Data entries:
--- --- ---
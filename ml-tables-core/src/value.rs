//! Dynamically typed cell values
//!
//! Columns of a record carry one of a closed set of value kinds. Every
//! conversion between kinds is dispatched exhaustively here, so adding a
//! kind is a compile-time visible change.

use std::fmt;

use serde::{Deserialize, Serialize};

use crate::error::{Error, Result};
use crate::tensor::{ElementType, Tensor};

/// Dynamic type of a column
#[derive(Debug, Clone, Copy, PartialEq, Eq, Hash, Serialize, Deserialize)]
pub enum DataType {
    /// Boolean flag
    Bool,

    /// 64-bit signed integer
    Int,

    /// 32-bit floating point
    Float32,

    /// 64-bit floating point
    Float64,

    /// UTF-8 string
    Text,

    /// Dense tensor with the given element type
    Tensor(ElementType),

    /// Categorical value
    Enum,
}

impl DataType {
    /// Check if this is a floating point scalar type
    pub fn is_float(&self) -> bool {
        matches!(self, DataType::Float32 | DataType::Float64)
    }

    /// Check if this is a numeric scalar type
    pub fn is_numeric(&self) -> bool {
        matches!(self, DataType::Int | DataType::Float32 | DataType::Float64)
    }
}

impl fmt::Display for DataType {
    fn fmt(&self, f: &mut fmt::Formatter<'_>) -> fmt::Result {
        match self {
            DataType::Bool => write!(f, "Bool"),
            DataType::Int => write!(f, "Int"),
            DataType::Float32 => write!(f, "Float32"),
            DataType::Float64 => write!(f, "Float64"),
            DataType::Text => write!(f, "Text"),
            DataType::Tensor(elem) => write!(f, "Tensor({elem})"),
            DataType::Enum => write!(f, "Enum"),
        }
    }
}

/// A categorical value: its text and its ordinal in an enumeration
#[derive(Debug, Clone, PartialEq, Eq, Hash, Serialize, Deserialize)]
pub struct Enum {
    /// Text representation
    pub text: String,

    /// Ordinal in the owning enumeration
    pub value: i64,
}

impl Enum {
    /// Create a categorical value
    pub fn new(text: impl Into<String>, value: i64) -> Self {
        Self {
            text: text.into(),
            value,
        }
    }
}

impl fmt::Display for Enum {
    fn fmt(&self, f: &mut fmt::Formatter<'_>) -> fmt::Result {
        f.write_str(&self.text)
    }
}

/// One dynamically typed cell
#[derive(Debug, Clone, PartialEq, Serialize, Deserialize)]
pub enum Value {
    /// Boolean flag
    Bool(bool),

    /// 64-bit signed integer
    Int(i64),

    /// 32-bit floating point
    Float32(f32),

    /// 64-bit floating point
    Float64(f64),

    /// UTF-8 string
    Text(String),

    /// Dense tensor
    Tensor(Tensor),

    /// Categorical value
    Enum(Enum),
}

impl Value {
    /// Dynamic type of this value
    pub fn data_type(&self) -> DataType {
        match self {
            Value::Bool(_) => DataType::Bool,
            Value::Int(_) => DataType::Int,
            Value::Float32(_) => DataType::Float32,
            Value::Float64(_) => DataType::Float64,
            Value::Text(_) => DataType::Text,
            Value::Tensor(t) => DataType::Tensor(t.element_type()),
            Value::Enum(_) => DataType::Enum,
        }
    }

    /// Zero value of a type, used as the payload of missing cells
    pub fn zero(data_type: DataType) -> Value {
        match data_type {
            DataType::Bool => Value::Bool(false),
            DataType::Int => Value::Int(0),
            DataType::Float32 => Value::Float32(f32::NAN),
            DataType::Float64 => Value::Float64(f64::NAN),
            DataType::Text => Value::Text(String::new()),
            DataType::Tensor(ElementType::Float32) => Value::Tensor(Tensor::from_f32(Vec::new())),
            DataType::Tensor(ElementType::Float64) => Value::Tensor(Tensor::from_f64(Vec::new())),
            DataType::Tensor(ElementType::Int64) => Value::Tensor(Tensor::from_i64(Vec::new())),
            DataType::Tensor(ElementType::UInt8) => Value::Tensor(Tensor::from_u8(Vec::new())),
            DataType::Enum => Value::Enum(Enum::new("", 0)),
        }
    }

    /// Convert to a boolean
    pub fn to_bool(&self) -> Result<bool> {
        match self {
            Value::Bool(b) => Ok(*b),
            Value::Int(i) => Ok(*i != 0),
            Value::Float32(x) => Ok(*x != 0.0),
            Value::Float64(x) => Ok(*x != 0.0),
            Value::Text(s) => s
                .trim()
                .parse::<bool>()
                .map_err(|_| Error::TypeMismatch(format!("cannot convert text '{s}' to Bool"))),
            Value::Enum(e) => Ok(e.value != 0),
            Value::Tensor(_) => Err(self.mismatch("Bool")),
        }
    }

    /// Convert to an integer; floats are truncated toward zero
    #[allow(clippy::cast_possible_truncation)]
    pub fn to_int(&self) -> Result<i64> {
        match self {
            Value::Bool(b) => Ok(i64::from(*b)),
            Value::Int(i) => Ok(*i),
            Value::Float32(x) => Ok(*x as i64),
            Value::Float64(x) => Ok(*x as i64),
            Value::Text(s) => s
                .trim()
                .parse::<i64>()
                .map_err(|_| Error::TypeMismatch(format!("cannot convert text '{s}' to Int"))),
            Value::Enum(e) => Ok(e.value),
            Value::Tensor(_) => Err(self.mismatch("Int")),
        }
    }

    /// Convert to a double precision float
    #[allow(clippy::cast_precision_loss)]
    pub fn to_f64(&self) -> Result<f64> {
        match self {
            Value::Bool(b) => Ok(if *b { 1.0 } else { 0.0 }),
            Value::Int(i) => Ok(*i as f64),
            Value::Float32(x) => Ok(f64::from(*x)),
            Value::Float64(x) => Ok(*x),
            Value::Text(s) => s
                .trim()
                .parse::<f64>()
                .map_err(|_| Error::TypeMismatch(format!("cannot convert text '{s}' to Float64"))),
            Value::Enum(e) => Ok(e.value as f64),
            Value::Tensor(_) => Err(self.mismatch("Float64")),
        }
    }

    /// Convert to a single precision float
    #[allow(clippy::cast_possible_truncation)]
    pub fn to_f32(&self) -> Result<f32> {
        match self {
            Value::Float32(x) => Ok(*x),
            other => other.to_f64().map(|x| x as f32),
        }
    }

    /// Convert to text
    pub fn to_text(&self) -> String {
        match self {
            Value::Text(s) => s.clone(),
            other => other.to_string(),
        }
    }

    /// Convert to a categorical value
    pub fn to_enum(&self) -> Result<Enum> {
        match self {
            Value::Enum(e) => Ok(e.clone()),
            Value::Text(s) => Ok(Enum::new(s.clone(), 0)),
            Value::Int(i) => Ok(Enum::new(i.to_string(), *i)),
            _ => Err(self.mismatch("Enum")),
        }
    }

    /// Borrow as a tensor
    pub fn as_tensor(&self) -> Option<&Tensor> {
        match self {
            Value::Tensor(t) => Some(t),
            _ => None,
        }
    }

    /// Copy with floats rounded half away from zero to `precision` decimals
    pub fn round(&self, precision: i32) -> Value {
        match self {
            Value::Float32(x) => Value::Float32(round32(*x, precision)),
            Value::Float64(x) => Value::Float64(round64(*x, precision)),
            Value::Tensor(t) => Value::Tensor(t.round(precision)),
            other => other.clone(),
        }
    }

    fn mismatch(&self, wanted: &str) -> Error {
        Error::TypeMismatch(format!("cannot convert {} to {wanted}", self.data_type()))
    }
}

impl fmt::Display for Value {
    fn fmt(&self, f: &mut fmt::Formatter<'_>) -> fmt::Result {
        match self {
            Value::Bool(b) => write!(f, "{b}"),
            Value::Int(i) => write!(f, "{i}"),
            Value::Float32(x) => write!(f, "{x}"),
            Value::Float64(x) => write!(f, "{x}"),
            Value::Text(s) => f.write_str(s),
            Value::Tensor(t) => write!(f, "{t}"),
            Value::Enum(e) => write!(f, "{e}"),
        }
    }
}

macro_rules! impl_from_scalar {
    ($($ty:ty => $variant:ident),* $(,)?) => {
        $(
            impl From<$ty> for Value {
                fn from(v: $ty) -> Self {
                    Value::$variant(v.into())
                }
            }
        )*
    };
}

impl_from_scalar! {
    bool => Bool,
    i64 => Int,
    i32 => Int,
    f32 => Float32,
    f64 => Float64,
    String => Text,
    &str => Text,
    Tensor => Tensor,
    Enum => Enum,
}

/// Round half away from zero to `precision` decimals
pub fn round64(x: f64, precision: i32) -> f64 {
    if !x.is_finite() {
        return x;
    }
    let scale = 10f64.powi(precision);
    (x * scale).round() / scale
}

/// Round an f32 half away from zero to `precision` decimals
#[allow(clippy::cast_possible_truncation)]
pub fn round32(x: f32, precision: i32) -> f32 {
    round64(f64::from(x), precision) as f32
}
--- --- ---
■ **Aim of the task**:
Gather from the entries above all lines that include the string "Result".

■ **Solution for this problem**:
use crate::error::{Error, Result};
    fn fmt(&self, f: &mut fmt::Formatter<'_>) -> fmt::Result {
    fn fmt(&self, f: &mut fmt::Formatter<'_>) -> fmt::Result {
    pub fn to_bool(&self) -> Result<bool> {
    pub fn to_int(&self) -> Result<i64> {
    pub fn to_f64(&self) -> Result<f64> {
    pub fn to_f32(&self) -> Result<f32> {
    pub fn to_enum(&self) -> Result<Enum> {
    fn fmt(&self, f: &mut fmt::Formatter<'_>) -> fmt::Result {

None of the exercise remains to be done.